Colorectal cancer (CRC) is the most malignant complication in patients with Crohn’s disease (CD). We report 6 cases of CD-related CRC treated surgically at our hospital.

Case presentation

From 2010 to 2016, six CD patients were diagnosed with CRC. All patients were diagnosed with CD at < 25 years old, and the interval from onset of CD to diagnosis of CRC was > 10 years (range, 15–42 years) in all patients. The histological type of cancer was mucinous carcinoma in two cases, well-differentiated tubular adenocarcinoma in two cases, and moderately differentiated tubular adenocarcinoma in two cases. CRC was detected by screening colonoscopy in three cases (50%), and from clinical symptoms in the remaining three cases (50%). Two cases underwent colonoscopy within 2 months after symptom onset, detecting CRC in the relatively early stage. However, one case was diagnosed with advanced-stage CRC by endoscopy 1 year after symptom onset, and experienced poor prognosis.

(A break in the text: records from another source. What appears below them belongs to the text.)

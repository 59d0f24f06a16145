//! Credential table behind a PostgREST-style HTTP API
//!
//! Rows live in `{base_url}/rest/v1/{table}` keyed by `spotify_user_id`.
//! Every request carries the project API key both as `apikey` and as a
//! bearer token.

use async_trait::async_trait;
use chrono::{DateTime, Utc};
use cleanplayer_core::CredentialRepository;
use cleanplayer_domain::{CleanPlayerError, CredentialRecord, Result};
use reqwest::{Method, Response};
use serde::{Deserialize, Serialize};
use tracing::{debug, warn};
use url::Url;

use crate::errors::status_error;
use crate::http::HttpClient;

const SELECT_COLUMNS: &str =
    "spotify_user_id,access_token,refresh_token,expires_in,token_generated_at";

/// One row of the credential table
///
/// Token columns are nullable in the table; a null reads as an absent
/// token rather than failing the whole lookup.
#[derive(Debug, Serialize, Deserialize)]
struct CredentialRow {
    spotify_user_id: String,
    #[serde(default)]
    access_token: Option<String>,
    #[serde(default)]
    refresh_token: Option<String>,
    #[serde(default)]
    expires_in: Option<i64>,
    #[serde(default)]
    token_generated_at: Option<DateTime<Utc>>,
}

impl From<&CredentialRecord> for CredentialRow {
    fn from(record: &CredentialRecord) -> Self {
        Self {
            spotify_user_id: record.user_id.clone(),
            access_token: Some(record.access_token.clone()),
            refresh_token: Some(record.refresh_token.clone()),
            expires_in: Some(record.lifetime_seconds),
            token_generated_at: Some(record.issued_at),
        }
    }
}

impl From<CredentialRow> for CredentialRecord {
    fn from(row: CredentialRow) -> Self {
        CredentialRecord::new(
            row.spotify_user_id,
            row.access_token.unwrap_or_default(),
            row.refresh_token.unwrap_or_default(),
            row.token_generated_at.unwrap_or(DateTime::<Utc>::UNIX_EPOCH),
            row.expires_in.unwrap_or_default(),
        )
    }
}

/// `CredentialRepository` over a PostgREST table
#[derive(Debug, Clone)]
pub struct RestCredentialRepository {
    http: HttpClient,
    table_url: Url,
    table: String,
}

impl RestCredentialRepository {
    /// # Errors
    /// Returns `CleanPlayerError::Config` if the base URL or API key is
    /// unusable.
    pub fn new(base_url: &str, api_key: &str, table: &str) -> Result<Self> {
        let http = HttpClient::builder()
            .header("apikey", api_key)?
            .header("authorization", &format!("Bearer {api_key}"))?
            .build()?;
        Self::with_http_client(http, base_url, table)
    }

    /// Use a preconfigured client. Authentication headers are the caller's
    /// responsibility.
    ///
    /// # Errors
    /// Returns `CleanPlayerError::Config` if the base URL is invalid.
    pub fn with_http_client(http: HttpClient, base_url: &str, table: &str) -> Result<Self> {
        if table.trim().is_empty() {
            return Err(CleanPlayerError::Config("credential table name is empty".to_string()));
        }

        let table_url = Url::parse(&format!(
            "{}/rest/v1/{table}",
            base_url.trim_end_matches('/')
        ))
        .map_err(|e| CleanPlayerError::Config(format!("Invalid store URL '{base_url}': {e}")))?;

        Ok(Self { http, table_url, table: table.to_string() })
    }

    fn url_with(&self, query: &[(&str, &str)]) -> Url {
        let mut url = self.table_url.clone();
        url.query_pairs_mut().extend_pairs(query);
        url
    }

    async fn check(&self, response: Response, operation: &str) -> Result<Response> {
        let status = response.status();
        if status.is_success() {
            return Ok(response);
        }

        let body = response.text().await.unwrap_or_default();
        warn!(table = %self.table, operation, status = status.as_u16(), "Credential store rejected request");
        Err(match status_error(&format!("{} {operation}", self.table), status, &body) {
            // Rejections by the store surface as storage errors.
            CleanPlayerError::Auth(msg)
            | CleanPlayerError::InvalidInput(msg)
            | CleanPlayerError::NotFound(msg) => CleanPlayerError::Storage(msg),
            other => other,
        })
    }

    async fn fetch_rows(&self, query: &[(&str, &str)], operation: &str) -> Result<Vec<CredentialRow>> {
        let request = self.http.request(Method::GET, self.url_with(query));
        let response = self.check(self.http.send(request).await?, operation).await?;
        response
            .json::<Vec<CredentialRow>>()
            .await
            .map_err(|e| CleanPlayerError::Storage(format!("Malformed credential rows: {e}")))
    }
}

#[async_trait]
impl CredentialRepository for RestCredentialRepository {
    async fn upsert(&self, record: &CredentialRecord) -> Result<()> {
        debug!(table = %self.table, user_id = %record.user_id, "Upserting credential record");

        let request = self
            .http
            .request(Method::POST, self.url_with(&[("on_conflict", "spotify_user_id")]))
            .header("Prefer", "resolution=merge-duplicates,return=minimal")
            .json(&CredentialRow::from(record));
        self.check(self.http.send(request).await?, "upsert").await?;
        Ok(())
    }

    async fn get(&self, user_id: &str) -> Result<Option<CredentialRecord>> {
        let filter = format!("eq.{user_id}");
        let rows = self
            .fetch_rows(&[("select", SELECT_COLUMNS), ("spotify_user_id", &filter)], "get")
            .await?;

        debug!(table = %self.table, user_id, found = !rows.is_empty(), "Fetched credential record");
        Ok(rows.into_iter().next().map(CredentialRecord::from))
    }

    async fn delete(&self, user_id: &str) -> Result<()> {
        debug!(table = %self.table, user_id, "Deleting credential record");

        let filter = format!("eq.{user_id}");
        let request =
            self.http.request(Method::DELETE, self.url_with(&[("spotify_user_id", &filter)]));
        self.check(self.http.send(request).await?, "delete").await?;
        Ok(())
    }

    async fn list_all(&self) -> Result<Vec<CredentialRecord>> {
        let rows = self
            .fetch_rows(
                &[("select", SELECT_COLUMNS), ("order", "token_generated_at.desc")],
                "list",
            )
            .await?;
        Ok(rows.into_iter().map(CredentialRecord::from).collect())
    }
}

#[cfg(test)]
mod tests {
    use super::*;

    #[test]
    fn null_columns_read_as_absent_tokens() {
        let row: CredentialRow =
            serde_json::from_str(r#"{"spotify_user_id":"u1","access_token":null}"#).unwrap();
        let record = CredentialRecord::from(row);

        assert!(record.is_absent());
        assert_eq!(record.issued_at.timestamp(), 0);
        assert!(!record.is_usable());
    }

    #[test]
    fn rejects_empty_table_and_bad_url() {
        let http = HttpClient::new().unwrap();
        assert!(RestCredentialRepository::with_http_client(http.clone(), "https://db", " ").is_err());
        assert!(RestCredentialRepository::with_http_client(http, "not a url", "users").is_err());
    }

    #[test]
    fn builds_table_url_without_double_slash() {
        let repo =
            RestCredentialRepository::new("https://db.example.com/", "anon", "users").unwrap();
        assert_eq!(repo.table_url.as_str(), "https://db.example.com/rest/v1/users");
    }
}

Regular surveillance colonoscopy is needed to detect early-stage CRC in CD patients. Clear surveillance methods need to be established based on evidence.


Cancer is one of the most serious complications in patients with CD [1]. The risk of colorectal cancer (CRC) is reportedly higher among patients with CD than in the general population [1]. Periodic colon cancer surveillance by colonoscopy is warranted to detect CD-related CRC in the early stages. However, some CD patients show poor compliance with surveillance. Appropriate surveillance and screening methods for CRC in patients with CD still have not been clarified.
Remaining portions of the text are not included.